(Saved entries)
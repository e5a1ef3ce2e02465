//! API Configuration Module
//!
//! Bind address, per-request timeout, and the batching knobs handed to every
//! request's loaders. Configuration is loaded from environment variables
//! with sensible defaults for development.

use std::net::SocketAddr;
use std::time::Duration;

use fanin_core::LoaderConfig;

use crate::error::{ApiError, ApiResult};

/// Default per-request timeout.
pub const DEFAULT_REQUEST_TIMEOUT: Duration = Duration::from_secs(30);

// ============================================================================
// API CONFIGURATION
// ============================================================================

/// API configuration.
#[derive(Debug, Clone)]
pub struct ApiConfig {
    // ========================================================================
    // Server
    // ========================================================================
    /// Host to bind.
    pub bind_host: String,

    /// Port as configured, validated by [`ApiConfig::socket_addr`].
    pub port: String,

    /// Deadline applied to every GraphQL request's context.
    pub request_timeout: Duration,

    // ========================================================================
    // Loaders
    // ========================================================================
    /// Batching config shared by all loaders of a request.
    pub loader: LoaderConfig,

    /// When false, resolvers go straight to the store one id at a time.
    pub loaders_enabled: bool,
}

impl Default for ApiConfig {
    fn default() -> Self {
        Self {
            bind_host: "0.0.0.0".to_string(),
            port: "3000".to_string(),
            request_timeout: DEFAULT_REQUEST_TIMEOUT,
            loader: LoaderConfig::default(),
            loaders_enabled: true,
        }
    }
}

impl ApiConfig {
    /// Create ApiConfig from environment variables.
    ///
    /// Environment variables:
    /// - `FANIN_API_BIND`: Host to bind (default: 0.0.0.0)
    /// - `PORT` or `FANIN_API_PORT`: Port to bind (default: 3000)
    /// - `FANIN_REQUEST_TIMEOUT_MS`: Per-request deadline (default: 30000)
    /// - `FANIN_LOADERS_ENABLED`: "true" or "false" (default: true)
    /// - `FANIN_MAX_BATCH`, `FANIN_DELAY_MS`: see [`LoaderConfig::from_env`]
    pub fn from_env() -> Self {
        let bind_host = std::env::var("FANIN_API_BIND").unwrap_or_else(|_| "0.0.0.0".to_string());

        let port = std::env::var("PORT")
            .ok()
            .or_else(|| std::env::var("FANIN_API_PORT").ok())
            .unwrap_or_else(|| "3000".to_string());

        let request_timeout = std::env::var("FANIN_REQUEST_TIMEOUT_MS")
            .ok()
            .and_then(|s| s.parse().ok())
            .map(Duration::from_millis)
            .unwrap_or(DEFAULT_REQUEST_TIMEOUT);

        let loaders_enabled = std::env::var("FANIN_LOADERS_ENABLED")
            .ok()
            .map(|s| s.to_lowercase() != "false")
            .unwrap_or(true);

        Self {
            bind_host,
            port,
            request_timeout,
            loader: LoaderConfig::from_env(),
            loaders_enabled,
        }
    }

    /// Set the loader config.
    pub fn with_loader(mut self, loader: LoaderConfig) -> Self {
        self.loader = loader;
        self
    }

    /// Enable or disable per-request loaders.
    pub fn with_loaders_enabled(mut self, enabled: bool) -> Self {
        self.loaders_enabled = enabled;
        self
    }

    /// Set the per-request timeout.
    pub fn with_request_timeout(mut self, timeout: Duration) -> Self {
        self.request_timeout = timeout;
        self
    }

    /// Resolve the address to listen on.
    pub fn socket_addr(&self) -> ApiResult<SocketAddr> {
        let port = self
            .port
            .parse::<u16>()
            .map_err(|_| ApiError::invalid_input(format!("Invalid port value: {}", self.port)))?;

        let addr = format!("{}:{}", self.bind_host, port);
        addr.parse::<SocketAddr>()
            .map_err(|e| ApiError::invalid_input(format!("Invalid bind address {}: {}", addr, e)))
    }
}
//! FANIN Core - Request-Scoped Lookup Coalescing
//!
//! Collects point lookups issued concurrently within one request, merges
//! them into a single bulk backend call per parameter, and fans the results
//! back out to every caller. Results are cached per (identifier, parameter)
//! for the life of the request, so each pair is fetched at most once.
//!
//! - [`Fetcher`]: the batching loader
//! - [`ParamRegistry`]: one fetcher per parameter value
//! - [`AggregateFetcher`]: one-to-many lookups grouped by identifier

pub mod aggregate;
pub mod batch;
pub mod cell;
pub mod config;
pub mod context;
pub mod error;
pub mod fetcher;
pub mod identity;
pub mod registry;
pub mod stats;

pub use aggregate::{group_by, AggregateFetcher, Group};
pub use batch::Batch;
pub use cell::{Outcome, ResultCell};
pub use config::{LoaderConfig, DEFAULT_DELAY, DEFAULT_MAX_BATCH};
pub use context::RequestContext;
pub use error::{ConfigError, ContextError, LoadError, LoadResult};
pub use fetcher::{BatchFetch, Fetcher, FetcherBuilder};
pub use identity::{IdExtractor, Identify, DEFAULT_ID_FIELD};
pub use registry::ParamRegistry;
pub use stats::FetcherStats;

• YOUR OBJECTIVE: Each entry above is to be transcribed word for word.

• PROBLEM SOLUTION:
repository e5a1ef3ce2e02465
//! API Configuration Module
//!
//! Bind address, per-request timeout, and the batching knobs handed to every
//! request's loaders. Configuration is loaded from environment variables
//! with sensible defaults for development.

use std::net::SocketAddr;
use std::time::Duration;

use fanin_core::LoaderConfig;

use crate::error::{ApiError, ApiResult};

/// Default per-request timeout.
pub const DEFAULT_REQUEST_TIMEOUT: Duration = Duration::from_secs(30);

// ============================================================================
// API CONFIGURATION
// ============================================================================

/// API configuration.
#[derive(Debug, Clone)]
pub struct ApiConfig {
    // ========================================================================
    // Server
    // ========================================================================
    /// Host to bind.
    pub bind_host: String,

    /// Port as configured, validated by [`ApiConfig::socket_addr`].
    pub port: String,

    /// Deadline applied to every GraphQL request's context.
    pub request_timeout: Duration,

    // ========================================================================
    // Loaders
    // ========================================================================
    /// Batching config shared by all loaders of a request.
    pub loader: LoaderConfig,

    /// When false, resolvers go straight to the store one id at a time.
    pub loaders_enabled: bool,
}

impl Default for ApiConfig {
    fn default() -> Self {
        Self {
            bind_host: "0.0.0.0".to_string(),
            port: "3000".to_string(),
            request_timeout: DEFAULT_REQUEST_TIMEOUT,
            loader: LoaderConfig::default(),
            loaders_enabled: true,
        }
    }
}

impl ApiConfig {
    /// Create ApiConfig from environment variables.
    ///
    /// Environment variables:
    /// - `FANIN_API_BIND`: Host to bind (default: 0.0.0.0)
    /// - `PORT` or `FANIN_API_PORT`: Port to bind (default: 3000)
    /// - `FANIN_REQUEST_TIMEOUT_MS`: Per-request deadline (default: 30000)
    /// - `FANIN_LOADERS_ENABLED`: "true" or "false" (default: true)
    /// - `FANIN_MAX_BATCH`, `FANIN_DELAY_MS`: see [`LoaderConfig::from_env`]
    pub fn from_env() -> Self {
        let bind_host = std::env::var("FANIN_API_BIND").unwrap_or_else(|_| "0.0.0.0".to_string());

        let port = std::env::var("PORT")
            .ok()
            .or_else(|| std::env::var("FANIN_API_PORT").ok())
            .unwrap_or_else(|| "3000".to_string());

        let request_timeout = std::env::var("FANIN_REQUEST_TIMEOUT_MS")
            .ok()
            .and_then(|s| s.parse().ok())
            .map(Duration::from_millis)
            .unwrap_or(DEFAULT_REQUEST_TIMEOUT);

        let loaders_enabled = std::env::var("FANIN_LOADERS_ENABLED")
            .ok()
            .map(|s| s.to_lowercase() != "false")
            .unwrap_or(true);

        Self {
            bind_host,
            port,
            request_timeout,
            loader: LoaderConfig::from_env(),
            loaders_enabled,
        }
    }

    /// Set the loader config.
    pub fn with_loader(mut self, loader: LoaderConfig) -> Self {
        self.loader = loader;
        self
    }

    /// Enable or disable per-request loaders.
    pub fn with_loaders_enabled(mut self, enabled: bool) -> Self {
        self.loaders_enabled = enabled;
        self
    }

    /// Set the per-request timeout.
    pub fn with_request_timeout(mut self, timeout: Duration) -> Self {
        self.request_timeout = timeout;
        self
    }

    /// Resolve the address to listen on.
    pub fn socket_addr(&self) -> ApiResult<SocketAddr> {
        let port = self
            .port
            .parse::<u16>()
            .map_err(|_| ApiError::invalid_input(format!("Invalid port value: {}", self.port)))?;

        let addr = format!("{}:{}", self.bind_host, port);
        addr.parse::<SocketAddr>()
            .map_err(|e| ApiError::invalid_input(format!("Invalid bind address {}: {}", addr, e)))
    }
}
//! FANIN Core - Request-Scoped Lookup Coalescing
//!
//! Collects point lookups issued concurrently within one request, merges
//! them into a single bulk backend call per parameter, and fans the results
//! back out to every caller. Results are cached per (identifier, parameter)
//! for the life of the request, so each pair is fetched at most once.
//!
//! - [`Fetcher`]: the batching loader
//! - [`ParamRegistry`]: one fetcher per parameter value
//! - [`AggregateFetcher`]: one-to-many lookups grouped by identifier

pub mod aggregate;
pub mod batch;
pub mod cell;
pub mod config;
pub mod context;
pub mod error;
pub mod fetcher;
pub mod identity;
pub mod registry;
pub mod stats;

pub use aggregate::{group_by, AggregateFetcher, Group};
pub use batch::Batch;
pub use cell::{Outcome, ResultCell};
pub use config::{LoaderConfig, DEFAULT_DELAY, DEFAULT_MAX_BATCH};
pub use context::RequestContext;
pub use error::{ConfigError, ContextError, LoadError, LoadResult};
pub use fetcher::{BatchFetch, Fetcher, FetcherBuilder};
pub use identity::{IdExtractor, Identify, DEFAULT_ID_FIELD};
pub use registry::ParamRegistry;
pub use stats::FetcherStats;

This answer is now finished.